Mary’s mother, Linda, who sadly passed away from breast cancer in 1998 at the age of 56 and was also an accomplished photographer, is clearly always on Mary’s mind.

“She was such an inspiration,” she said proudly. “She was such a pioneer, wasn’t she? I was thinking about her yesterday. I think it would be so great if I could bring her back for a day and just show her how much it has progressed. And you know, she would just be smiling from ear to ear about it.”

Mary says she doesn’t like to be “preachy” about a meat-free diet and says her approach is gentle persuasion.

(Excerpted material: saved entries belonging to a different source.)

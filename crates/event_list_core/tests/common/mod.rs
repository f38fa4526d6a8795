//! Test doubles: a scripted event source and recording view handles.

#![allow(dead_code)]

use async_trait::async_trait;
use event_list_core::{
    DateFormatter, DateStyle, Event, EventId, EventListController, EventListRequest,
    EventListResponse, EventSource, FetchError, FilterToggles, TableRow, TableView,
    ToggleEmphasis,
};
use std::cell::RefCell;
use std::collections::VecDeque;
use std::rc::Rc;
use std::time::Duration;

pub const PAGE_URL: &str = "http://127.0.0.1:8000/";

/// One scripted answer: wait `delay`, then return `result` (Err = HTTP status).
pub struct Scripted {
    pub delay: Duration,
    pub result: Result<EventListResponse, u16>,
}

impl Scripted {
    pub fn ok(events: Vec<Event>) -> Self {
        Self {
            delay: Duration::ZERO,
            result: Ok(EventListResponse { events }),
        }
    }

    pub fn status(code: u16) -> Self {
        Self {
            delay: Duration::ZERO,
            result: Err(code),
        }
    }

    pub fn after(mut self, delay: Duration) -> Self {
        self.delay = delay;
        self
    }
}

/// Answers fetches in the order they start, recording every request.
/// An empty script answers with no events.
#[derive(Clone, Default)]
pub struct ScriptedSource {
    script: Rc<RefCell<VecDeque<Scripted>>>,
    requests: Rc<RefCell<Vec<EventListRequest>>>,
}

impl ScriptedSource {
    pub fn push(&self, scripted: Scripted) {
        self.script.borrow_mut().push_back(scripted);
    }

    pub fn requests(&self) -> Vec<EventListRequest> {
        self.requests.borrow().clone()
    }

    pub fn queries(&self) -> Vec<String> {
        self.requests
            .borrow()
            .iter()
            .map(|r| r.query().to_string())
            .collect()
    }
}

#[async_trait(?Send)]
impl EventSource for ScriptedSource {
    async fn fetch(&self, request: &EventListRequest) -> Result<EventListResponse, FetchError> {
        self.requests.borrow_mut().push(request.clone());
        let next = self
            .script
            .borrow_mut()
            .pop_front()
            .unwrap_or_else(|| Scripted::ok(Vec::new()));
        if !next.delay.is_zero() {
            tokio::time::sleep(next.delay).await;
        }
        next.result.map_err(FetchError::Status)
    }
}

#[derive(Clone, Default)]
pub struct RecordingTable {
    rows: Rc<RefCell<Vec<TableRow>>>,
    renders: Rc<RefCell<usize>>,
}

impl RecordingTable {
    pub fn rows(&self) -> Vec<TableRow> {
        self.rows.borrow().clone()
    }

    pub fn renders(&self) -> usize {
        *self.renders.borrow()
    }

    pub fn titles(&self) -> Vec<String> {
        self.rows
            .borrow()
            .iter()
            .filter_map(|r| match r {
                TableRow::Event(row) => Some(row.title.clone()),
                TableRow::Notice(_) => None,
            })
            .collect()
    }
}

impl TableView for RecordingTable {
    fn replace_rows(&self, rows: Vec<TableRow>) {
        *self.rows.borrow_mut() = rows;
        *self.renders.borrow_mut() += 1;
    }
}

#[derive(Clone, Default)]
pub struct RecordingToggles {
    history: Rc<RefCell<Vec<ToggleEmphasis>>>,
}

impl RecordingToggles {
    pub fn history(&self) -> Vec<ToggleEmphasis> {
        self.history.borrow().clone()
    }
}

impl FilterToggles for RecordingToggles {
    fn set_emphasis(&self, emphasis: ToggleEmphasis) {
        self.history.borrow_mut().push(emphasis);
    }
}

pub type TestController = EventListController<ScriptedSource, RecordingTable, RecordingToggles>;

pub struct Harness {
    pub controller: TestController,
    pub source: ScriptedSource,
    pub table: RecordingTable,
    pub toggles: RecordingToggles,
}

pub fn harness() -> Harness {
    let source = ScriptedSource::default();
    let table = RecordingTable::default();
    let toggles = RecordingToggles::default();
    let controller = EventListController::new(
        source.clone(),
        table.clone(),
        toggles.clone(),
        PAGE_URL,
        DateFormatter::utc(DateStyle::MonthFirst),
    );
    Harness {
        controller,
        source,
        table,
        toggles,
    }
}

pub fn event(id: u64, title: &str, date: &str, registration_count: u32) -> Event {
    Event {
        id: EventId::from(id),
        title: title.to_string(),
        date: date.to_string(),
        registration_count,
    }
}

“I say, ‘How about sort of just eating one meal at a time?,’” she explained. “‘Try it? And you might surprise yourself.’ And then usually if it’s satisfying and flavorful enough I usually win people around in the end.”

I try to inspire people, try and make people excited. I want to make your mouth water with my recipes,” she continued. “I want to, you know, I want to make people want to eat this way and be part of the gang because it’s a pretty fun gang.”